- Source information:
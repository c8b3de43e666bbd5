//! Recovery planning
//!
//! Maps the unhealthy components of a signal to an ordered, deduplicated
//! list of catalog actions. Planning is a pure function of the signal and
//! the catalog: no I/O, no clock, no cooldowns (see [`crate::gate`]).

use indexmap::map::Entry;
use indexmap::IndexMap;
use mend_signal::{ActionKind, HealthStatus, IncidentSignal, RecoveryActionSpec};
use serde::{Deserialize, Serialize};

use crate::config::Catalog;
use std::sync::Arc;

/// Highest priority value a degraded component may run
pub const DEGRADED_MAX_PRIORITY: u8 = 2;

/// Ordered list of candidate actions
#[derive(Debug, Clone, Default, PartialEq, Eq, Serialize, Deserialize)]
pub struct RecoveryPlan {
    actions: Vec<RecoveryActionSpec>,
}

impl RecoveryPlan {
    /// Plan from already ordered actions
    #[inline]
    #[must_use]
    pub fn from_actions(actions: Vec<RecoveryActionSpec>) -> Self {
        Self { actions }
    }

    /// Actions in execution order
    #[inline]
    #[must_use]
    pub fn actions(&self) -> &[RecoveryActionSpec] {
        &self.actions
    }

    /// Consume into actions
    #[inline]
    #[must_use]
    pub fn into_actions(self) -> Vec<RecoveryActionSpec> {
        self.actions
    }

    /// Number of actions
    #[inline]
    #[must_use]
    pub fn len(&self) -> usize {
        self.actions.len()
    }

    /// Whether there is nothing to do
    #[inline]
    #[must_use]
    pub fn is_empty(&self) -> bool {
        self.actions.is_empty()
    }
}

/// Whether a component in `status` may run `action`
///
/// Critical admits everything, degraded only the two most conservative
/// tiers, healthy nothing.
#[inline]
#[must_use]
pub fn admits(status: HealthStatus, action: &RecoveryActionSpec) -> bool {
    match status {
        HealthStatus::Critical => true,
        HealthStatus::Degraded => action.priority <= DEGRADED_MAX_PRIORITY,
        HealthStatus::Healthy => false,
    }
}

/// Why a catalog entry cannot be planned
#[must_use]
pub fn malformed_reason(action: &RecoveryActionSpec) -> Option<&'static str> {
    if action.target.trim().is_empty() {
        return Some("empty target");
    }
    if action.priority == 0 {
        return Some("priority must be at least 1");
    }
    if matches!(&action.kind, ActionKind::Custom(name) if name.trim().is_empty()) {
        return Some("custom action without a name");
    }
    None
}

/// Builds recovery plans from an immutable catalog
#[derive(Debug, Clone)]
pub struct RecoveryPlanner {
    catalog: Arc<Catalog>,
}

impl RecoveryPlanner {
    /// Create planner over `catalog`
    #[inline]
    #[must_use]
    pub fn new(catalog: Arc<Catalog>) -> Self {
        Self { catalog }
    }

    /// Catalog in use
    #[inline]
    #[must_use]
    pub fn catalog(&self) -> &Catalog {
        &self.catalog
    }

    /// Admitted catalog actions for one component
    ///
    /// Unknown components and components with a malformed entry yield an
    /// empty list; the rest of the plan is unaffected.
    #[must_use]
    pub fn eligible_for(&self, component: &str, status: HealthStatus) -> Vec<RecoveryActionSpec> {
        let Some(actions) = self.catalog.actions_for(component) else {
            tracing::debug!(component, "no catalog entry for component");
            return Vec::new();
        };

        if let Some((action, reason)) = actions
            .iter()
            .find_map(|a| malformed_reason(a).map(|reason| (a, reason)))
        {
            tracing::warn!(
                component,
                action = %action.kind,
                target = %action.target,
                reason,
                "malformed catalog entry; component skipped"
            );
            return Vec::new();
        }

        actions
            .iter()
            .filter(|action| admits(status, action))
            .cloned()
            .collect()
    }

    /// Build the plan for `signal`
    ///
    /// Admitted actions are concatenated in component order, deduplicated
    /// by `(kind, target)` and stably sorted by ascending priority. When a
    /// duplicate carries a lower priority value it replaces the earlier
    /// entry; otherwise the first occurrence wins.
    #[must_use]
    pub fn plan(&self, signal: &IncidentSignal) -> RecoveryPlan {
        let mut unique: IndexMap<(ActionKind, String), RecoveryActionSpec> = IndexMap::new();

        for component in &signal.unhealthy_components {
            for action in self.eligible_for(&component.name, component.status()) {
                let (kind, target) = action.identity();
                match unique.entry((kind.clone(), target.to_owned())) {
                    Entry::Occupied(mut existing) => {
                        if action.priority < existing.get().priority {
                            existing.insert(action);
                        }
                    }
                    Entry::Vacant(slot) => {
                        slot.insert(action);
                    }
                }
            }
        }

        let mut actions: Vec<RecoveryActionSpec> = unique.into_values().collect();
        actions.sort_by_key(|action| action.priority);

        tracing::debug!(
            trigger_id = %signal.id,
            components = signal.unhealthy_components.len(),
            actions = actions.len(),
            "recovery plan built"
        );
        RecoveryPlan::from_actions(actions)
    }
}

- What needs to be done: Take from the listing above each line that contains the string "return".

- Solution for this exercise:
        return Some("empty target");
        return Some("priority must be at least 1");
        return Some("custom action without a name");
            return Vec::new();
            return Vec::new();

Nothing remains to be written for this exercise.